● Your goal
Copy out each line of the entries where the word "cannot" is present.
━━━━
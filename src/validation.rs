//! Sanity checks over probed metadata.
//!
//! [`VideoMetadata::validate`] returns a [`ValidationReport`] that says
//! whether a file can drive a playback session and frame extraction.
//!
//! # Example
//!
//! ```no_run
//! use playhead::{FfmpegToolkit, MediaToolkit};
//!
//! let metadata = FfmpegToolkit::default().probe("input.mp4".as_ref())?;
//! let report = metadata.validate();
//! if !report.is_valid() {
//!     for error in &report.errors {
//!         eprintln!("error: {error}");
//!     }
//! }
//! # Ok::<(), playhead::PlayheadError>(())
//! ```

use std::fmt::{Display, Formatter, Result as FmtResult};

use serde::Serialize;

use crate::metadata::VideoMetadata;

const HIGH_FRAME_RATE: f64 = 240.0;

/// Result of validating one video.
///
/// Contains informational notices, warnings, and errors.
#[derive(Debug, Clone, Default, Serialize)]
pub struct ValidationReport {
    /// Informational notices (not problems).
    pub info: Vec<String>,
    /// Issues that degrade playback or extraction but do not prevent it.
    pub warnings: Vec<String>,
    /// Issues that prevent playback or extraction.
    pub errors: Vec<String>,
}

impl ValidationReport {
    /// Returns `true` if no errors were found. Warnings do not count.
    pub fn is_valid(&self) -> bool {
        self.errors.is_empty()
    }

    /// Total number of entries (info + warnings + errors).
    pub fn issue_count(&self) -> usize {
        self.info.len() + self.warnings.len() + self.errors.len()
    }
}

impl Display for ValidationReport {
    fn fmt(&self, f: &mut Formatter<'_>) -> FmtResult {
        for item in &self.info {
            writeln!(f, "[INFO] {item}")?;
        }
        for item in &self.warnings {
            writeln!(f, "[WARN] {item}")?;
        }
        for item in &self.errors {
            writeln!(f, "[ERROR] {item}")?;
        }
        if self.issue_count() == 0 {
            writeln!(f, "No issues found.")?;
        }
        Ok(())
    }
}

impl VideoMetadata {
    /// Run [`validate_metadata`] on this metadata.
    pub fn validate(&self) -> ValidationReport {
        validate_metadata(self)
    }
}

/// Check duration, dimensions, frame rate, audio, and bit rates.
pub fn validate_metadata(metadata: &VideoMetadata) -> ValidationReport {
    let mut report = ValidationReport::default();

    if !metadata.format.is_empty() {
        report.info.push(format!(
            "Container: {} ({})",
            metadata.format,
            metadata.formatted_file_size()
        ));
    }

    // ── Duration ───────────────────────────────────────────────────
    if metadata.duration_seconds <= 0.0 {
        report
            .errors
            .push("Duration is zero; playback sessions cannot advance".to_string());
    }

    // ── Video ──────────────────────────────────────────────────────
    if metadata.width == 0 || metadata.height == 0 {
        report.errors.push(format!(
            "Invalid video dimensions: {}",
            metadata.resolution()
        ));
    }

    if metadata.frame_rate <= 0.0 {
        report
            .errors
            .push("Frame rate is zero; frame numbers cannot be computed".to_string());
    } else if metadata.frame_rate > HIGH_FRAME_RATE {
        report.warnings.push(format!(
            "Unusually high frame rate ({:.1} fps)",
            metadata.frame_rate
        ));
    }

    if metadata.video_bitrate == 0 {
        report
            .warnings
            .push("Video bit rate is not reported".to_string());
    }

    if metadata.file_size_bytes == 0 {
        report.warnings.push("File is empty".to_string());
    }

    report.info.push(format!(
        "Video: {} {} @ {:.2} fps, {} frames, {}",
        metadata.video_codec,
        metadata.resolution(),
        metadata.frame_rate,
        metadata.total_frames(),
        metadata.formatted_duration()
    ));

    // ── Audio ──────────────────────────────────────────────────────
    match &metadata.audio_codec {
        Some(codec) => report.info.push(format!(
            "Audio: {} at {} kb/s",
            codec,
            metadata.audio_bitrate / 1000
        )),
        None => report.warnings.push("No audio stream".to_string()),
    }

    report
}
━━━━
● Output of the exercise
            .push("Duration is zero; playback sessions cannot advance".to_string());
            .push("Frame rate is zero; frame numbers cannot be computed".to_string());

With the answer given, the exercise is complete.